What is needed here is an exact copy of all the data.
** Opening Input block **
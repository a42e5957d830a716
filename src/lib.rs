//! sedna is a bound resolution and specialization engine. A front-end
//! registers types, capability contracts (interfaces), implementation
//! records, and generic items into a [`Session`]; every implementation is
//! coherence-checked on the way in. Closing the session yields an
//! [`Engine`], an immutable snapshot answering bound-satisfaction queries,
//! resolving methods at call sites, and producing specialized units through
//! a shared idempotent cache.
//!
//! The two-phase split is deliberate: registration is exclusive and ordered,
//! queries are pure and safe to run from many call sites concurrently.

pub mod coherence;
pub mod decl;
pub mod derive;
pub mod diagnostics;
mod prelude;
pub mod report;
pub mod solver;
pub mod span;
pub mod specialize;
pub mod table;

mod methods;

pub use decl::{
    Constraint, ConstraintSet, DeriveKind, FieldDecl, GenericItem, ImplRecord, InterfaceDecl,
    MethodBody, MethodSig, TypeDecl, TypeExpr, TypeKind, UnitId, Value, VariantDecl,
};
pub use diagnostics::{render_error, ResolveError};
pub use methods::{MethodOrigin, MethodResolver, ResolvedMethod};
pub use report::{Diagnostic, ResolutionReport};
pub use solver::{BoundSolver, Scope};
pub use span::{Span, Spanned};
pub use specialize::{SpecKey, SpecializedUnit, Specializer, UnitHandle};
pub use table::DeclTable;

use uuid::Uuid;

/// The registration phase. Declarations accumulate here; implementations are
/// gated through the coherence checker before insertion, so the table never
/// holds a conflicting or foreign record.
pub struct Session {
    table: DeclTable,
}

impl Session {
    /// A fresh session, pre-populated with the builtin primitives and the
    /// derivable contracts.
    pub fn new() -> Self {
        let mut table = DeclTable::new();
        prelude::install(&mut table).expect("builtin prelude is internally consistent");
        Self { table }
    }

    pub fn register_type(&mut self, decl: TypeDecl) -> Result<(), ResolveError> {
        self.table.register_type(decl)
    }

    pub fn register_interface(&mut self, decl: InterfaceDecl) -> Result<(), ResolveError> {
        self.table.register_interface(decl)
    }

    pub fn register_generic_item(&mut self, item: GenericItem) -> Result<(), ResolveError> {
        self.table.register_generic_item(item)
    }

    /// Coherence-gate and store one implementation record. Returns the
    /// record's identity on acceptance.
    pub fn register_impl(&mut self, rec: ImplRecord) -> Result<Uuid, ResolveError> {
        coherence::check_impl(&self.table, &rec)?;
        let id = rec.id;
        self.table.insert_impl(rec);
        Ok(id)
    }

    /// Synthesize the structural implementation of a derivable contract and
    /// register it like any hand-written one.
    pub fn derive(&mut self, kind: DeriveKind, type_name: &str) -> Result<Uuid, ResolveError> {
        let rec = derive::synthesize(&self.table, kind, type_name)?;
        self.register_impl(rec)
    }

    /// Close registration. The contract supertype graph is validated here,
    /// once, over the full declaration set.
    pub fn finish(self) -> Result<Engine, ResolveError> {
        coherence::check_contract_graph(&self.table)?;
        Ok(Engine { table: self.table, specializer: Specializer::new() })
    }
}

impl Default for Session {
    fn default() -> Self {
        Self::new()
    }
}

/// One method invocation to resolve during batch checking.
#[derive(Debug, Clone)]
pub struct CallSite {
    pub id: Uuid,
    pub receiver: TypeExpr,
    pub method: String,
    /// Interfaces explicitly brought into scope at this site.
    pub visible: Vec<String>,
    pub span: Span,
}

impl CallSite {
    pub fn new(receiver: TypeExpr, method: impl Into<String>) -> Self {
        Self {
            id: Uuid::new_v4(),
            receiver,
            method: method.into(),
            visible: vec![],
            span: Span::dummy(),
        }
    }

    pub fn with_visible(mut self, visible: Vec<String>) -> Self {
        self.visible = visible;
        self
    }

    pub fn with_span(mut self, span: Span) -> Self {
        self.span = span;
        self
    }
}

/// Per-site outcome of a batch check.
#[derive(Debug)]
pub struct SiteResolution {
    pub site: Uuid,
    pub outcome: Result<ResolvedMethod, ResolveError>,
}

/// The query phase: an immutable declaration snapshot plus the
/// specialization cache. All query entry points take `&self`.
#[derive(Debug)]
pub struct Engine {
    table: DeclTable,
    specializer: Specializer,
}

impl Engine {
    pub fn table(&self) -> &DeclTable {
        &self.table
    }

    pub fn solver(&self) -> BoundSolver<'_> {
        BoundSolver::new(&self.table)
    }

    pub fn resolver(&self) -> MethodResolver<'_> {
        MethodResolver::new(&self.table)
    }

    /// Specialize `item_name` at concrete `args`; repeat calls with equal
    /// arguments return the identical cached handle.
    pub fn specialize(&self, item_name: &str, args: &[TypeExpr]) -> Result<UnitHandle, ResolveError> {
        self.specializer.specialize(&self.table, item_name, args)
    }

    /// Bind a return-position type parameter from the implementations of a
    /// fixed-subject constraint, then specialize.
    pub fn specialize_for_return(
        &self,
        item_name: &str,
        expected: Option<&TypeExpr>,
    ) -> Result<UnitHandle, ResolveError> {
        self.specializer.specialize_inverse(&self.table, item_name, expected)
    }

    /// Resolve every call site, collecting per-site outcomes instead of
    /// stopping at the first failure.
    pub fn check_call_sites(&self, sites: &[CallSite]) -> Vec<SiteResolution> {
        let resolver = self.resolver();
        sites
            .iter()
            .map(|site| {
                let visible: Vec<&str> = site.visible.iter().map(String::as_str).collect();
                SiteResolution {
                    site: site.id,
                    outcome: resolver.resolve(&site.receiver, &site.method, &visible),
                }
            })
            .collect()
    }

    /// Summarize the run: all accepted declarations, all specialized units,
    /// and a diagnostic per failing call site.
    pub fn report(&self, sites: &[CallSite]) -> ResolutionReport {
        let diagnostics = self
            .check_call_sites(sites)
            .into_iter()
            .zip(sites)
            .filter_map(|(res, site)| {
                res.outcome.err().map(|err| Diagnostic {
                    message: err.to_string(),
                    span: Some(site.span),
                    site: Some(site.id),
                })
            })
            .collect();
        ResolutionReport::build(&self.table, &self.specializer.units(), diagnostics)
    }
}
** Closing Input block **
[Solution below]
repository a42e5957d830a716
filename src/lib.rs
//! sedna is a bound resolution and specialization engine. A front-end
//! registers types, capability contracts (interfaces), implementation
//! records, and generic items into a [`Session`]; every implementation is
//! coherence-checked on the way in. Closing the session yields an
//! [`Engine`], an immutable snapshot answering bound-satisfaction queries,
//! resolving methods at call sites, and producing specialized units through
//! a shared idempotent cache.
//!
//! The two-phase split is deliberate: registration is exclusive and ordered,
//! queries are pure and safe to run from many call sites concurrently.

pub mod coherence;
pub mod decl;
pub mod derive;
pub mod diagnostics;
mod prelude;
pub mod report;
pub mod solver;
pub mod span;
pub mod specialize;
pub mod table;

mod methods;

pub use decl::{
    Constraint, ConstraintSet, DeriveKind, FieldDecl, GenericItem, ImplRecord, InterfaceDecl,
    MethodBody, MethodSig, TypeDecl, TypeExpr, TypeKind, UnitId, Value, VariantDecl,
};
pub use diagnostics::{render_error, ResolveError};
pub use methods::{MethodOrigin, MethodResolver, ResolvedMethod};
pub use report::{Diagnostic, ResolutionReport};
pub use solver::{BoundSolver, Scope};
pub use span::{Span, Spanned};
pub use specialize::{SpecKey, SpecializedUnit, Specializer, UnitHandle};
pub use table::DeclTable;

use uuid::Uuid;

/// The registration phase. Declarations accumulate here; implementations are
/// gated through the coherence checker before insertion, so the table never
/// holds a conflicting or foreign record.
pub struct Session {
    table: DeclTable,
}

impl Session {
    /// A fresh session, pre-populated with the builtin primitives and the
    /// derivable contracts.
    pub fn new() -> Self {
        let mut table = DeclTable::new();
        prelude::install(&mut table).expect("builtin prelude is internally consistent");
        Self { table }
    }

    pub fn register_type(&mut self, decl: TypeDecl) -> Result<(), ResolveError> {
        self.table.register_type(decl)
    }

    pub fn register_interface(&mut self, decl: InterfaceDecl) -> Result<(), ResolveError> {
        self.table.register_interface(decl)
    }

    pub fn register_generic_item(&mut self, item: GenericItem) -> Result<(), ResolveError> {
        self.table.register_generic_item(item)
    }

    /// Coherence-gate and store one implementation record. Returns the
    /// record's identity on acceptance.
    pub fn register_impl(&mut self, rec: ImplRecord) -> Result<Uuid, ResolveError> {
        coherence::check_impl(&self.table, &rec)?;
        let id = rec.id;
        self.table.insert_impl(rec);
        Ok(id)
    }

    /// Synthesize the structural implementation of a derivable contract and
    /// register it like any hand-written one.
    pub fn derive(&mut self, kind: DeriveKind, type_name: &str) -> Result<Uuid, ResolveError> {
        let rec = derive::synthesize(&self.table, kind, type_name)?;
        self.register_impl(rec)
    }

    /// Close registration. The contract supertype graph is validated here,
    /// once, over the full declaration set.
    pub fn finish(self) -> Result<Engine, ResolveError> {
        coherence::check_contract_graph(&self.table)?;
        Ok(Engine { table: self.table, specializer: Specializer::new() })
    }
}

impl Default for Session {
    fn default() -> Self {
        Self::new()
    }
}

/// One method invocation to resolve during batch checking.
#[derive(Debug, Clone)]
pub struct CallSite {
    pub id: Uuid,
    pub receiver: TypeExpr,
    pub method: String,
    /// Interfaces explicitly brought into scope at this site.
    pub visible: Vec<String>,
    pub span: Span,
}

impl CallSite {
    pub fn new(receiver: TypeExpr, method: impl Into<String>) -> Self {
        Self {
            id: Uuid::new_v4(),
            receiver,
            method: method.into(),
            visible: vec![],
            span: Span::dummy(),
        }
    }

    pub fn with_visible(mut self, visible: Vec<String>) -> Self {
        self.visible = visible;
        self
    }

    pub fn with_span(mut self, span: Span) -> Self {
        self.span = span;
        self
    }
}

/// Per-site outcome of a batch check.
#[derive(Debug)]
pub struct SiteResolution {
    pub site: Uuid,
    pub outcome: Result<ResolvedMethod, ResolveError>,
}

/// The query phase: an immutable declaration snapshot plus the
/// specialization cache. All query entry points take `&self`.
#[derive(Debug)]
pub struct Engine {
    table: DeclTable,
    specializer: Specializer,
}

impl Engine {
    pub fn table(&self) -> &DeclTable {
        &self.table
    }

    pub fn solver(&self) -> BoundSolver<'_> {
        BoundSolver::new(&self.table)
    }

    pub fn resolver(&self) -> MethodResolver<'_> {
        MethodResolver::new(&self.table)
    }

    /// Specialize `item_name` at concrete `args`; repeat calls with equal
    /// arguments return the identical cached handle.
    pub fn specialize(&self, item_name: &str, args: &[TypeExpr]) -> Result<UnitHandle, ResolveError> {
        self.specializer.specialize(&self.table, item_name, args)
    }

    /// Bind a return-position type parameter from the implementations of a
    /// fixed-subject constraint, then specialize.
    pub fn specialize_for_return(
        &self,
        item_name: &str,
        expected: Option<&TypeExpr>,
    ) -> Result<UnitHandle, ResolveError> {
        self.specializer.specialize_inverse(&self.table, item_name, expected)
    }

    /// Resolve every call site, collecting per-site outcomes instead of
    /// stopping at the first failure.
    pub fn check_call_sites(&self, sites: &[CallSite]) -> Vec<SiteResolution> {
        let resolver = self.resolver();
        sites
            .iter()
            .map(|site| {
                let visible: Vec<&str> = site.visible.iter().map(String::as_str).collect();
                SiteResolution {
                    site: site.id,
                    outcome: resolver.resolve(&site.receiver, &site.method, &visible),
                }
            })
            .collect()
    }

    /// Summarize the run: all accepted declarations, all specialized units,
    /// and a diagnostic per failing call site.
    pub fn report(&self, sites: &[CallSite]) -> ResolutionReport {
        let diagnostics = self
            .check_call_sites(sites)
            .into_iter()
            .zip(sites)
            .filter_map(|(res, site)| {
                res.outcome.err().map(|err| Diagnostic {
                    message: err.to_string(),
                    span: Some(site.span),
                    site: Some(site.id),
                })
            })
            .collect();
        ResolutionReport::build(&self.table, &self.specializer.units(), diagnostics)
    }
}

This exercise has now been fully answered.